(Stored data)

============================================================

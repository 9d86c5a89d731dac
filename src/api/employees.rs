//! Employee API endpoints.

use axum::{
    extract::{rejection::JsonRejection, Path, State},
    Json,
};
use uuid::Uuid;

use super::{ApiResponse, ApiResult};
use crate::db::InsertReceipt;
use crate::errors::AppError;
use crate::models::Employee;
use crate::AppState;

/// POST /employee - Create a new employee.
///
/// Any id in the body is discarded; the service assigns a fresh one. The
/// response carries the store's insert receipt, not the record itself.
pub async fn create_employee(
    State(state): State<AppState>,
    body: Result<Json<Employee>, JsonRejection>,
) -> ApiResult<InsertReceipt> {
    let Json(mut employee) = body.map_err(|err| AppError::BadRequest(err.body_text()))?;

    employee.id = Uuid::new_v4().to_string();

    let receipt = state.store.insert(&employee).await?;
    Ok(ApiResponse::created(receipt))
}

/// GET /employee/{id} - Get a single employee.
pub async fn get_employee(
    State(state): State<AppState>,
    Path(id): Path<String>,
) -> ApiResult<Employee> {
    match state.store.find_by_id(&id).await {
        Ok(Some(employee)) => Ok(ApiResponse::ok(employee)),
        // A failed lookup surfaces like a missing record; the store has
        // already logged the underlying error.
        Ok(None) | Err(_) => Err(AppError::NotFound(format!("Employee not found: {id}"))),
    }
}

/// GET /employee - List all employees.
pub async fn list_employees(State(state): State<AppState>) -> ApiResult<Vec<Employee>> {
    let employees = state.store.find_all().await?;
    Ok(ApiResponse::ok(employees))
}

/// PUT /employee/{id} - Replace an employee's fields.
///
/// Returns the number of modified documents; an unknown id is a successful
/// zero-count update, not an error.
pub async fn update_employee(
    State(state): State<AppState>,
    Path(id): Path<String>,
    body: Result<Json<Employee>, JsonRejection>,
) -> ApiResult<u64> {
    if id.trim().is_empty() {
        return Err(AppError::BadRequest("Invalid employee id".to_string()));
    }

    let Json(mut employee) = body.map_err(|err| AppError::BadRequest(err.body_text()))?;

    // The path id wins over whatever the body carries.
    employee.id = id.clone();

    let modified = state.store.update_by_id(&id, &employee).await?;
    Ok(ApiResponse::ok(modified))
}

/// DELETE /employee/{id} - Delete a single employee.
///
/// Deleting an unknown id is a successful zero-count delete.
pub async fn delete_employee(
    State(state): State<AppState>,
    Path(id): Path<String>,
) -> ApiResult<u64> {
    let deleted = state.store.delete_by_id(&id).await?;
    Ok(ApiResponse::ok(deleted))
}

/// DELETE /employee - Delete every employee.
pub async fn delete_all_employees(State(state): State<AppState>) -> ApiResult<u64> {
    let deleted = state.store.delete_all().await?;
    Ok(ApiResponse::ok(deleted))
}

============================================================

Beginning with the line that holds "let deleted = state.store.delete_all().await?;", please return every line through the end of the data, exactly as written.

    let deleted = state.store.delete_all().await?;
    Ok(ApiResponse::ok(deleted))
}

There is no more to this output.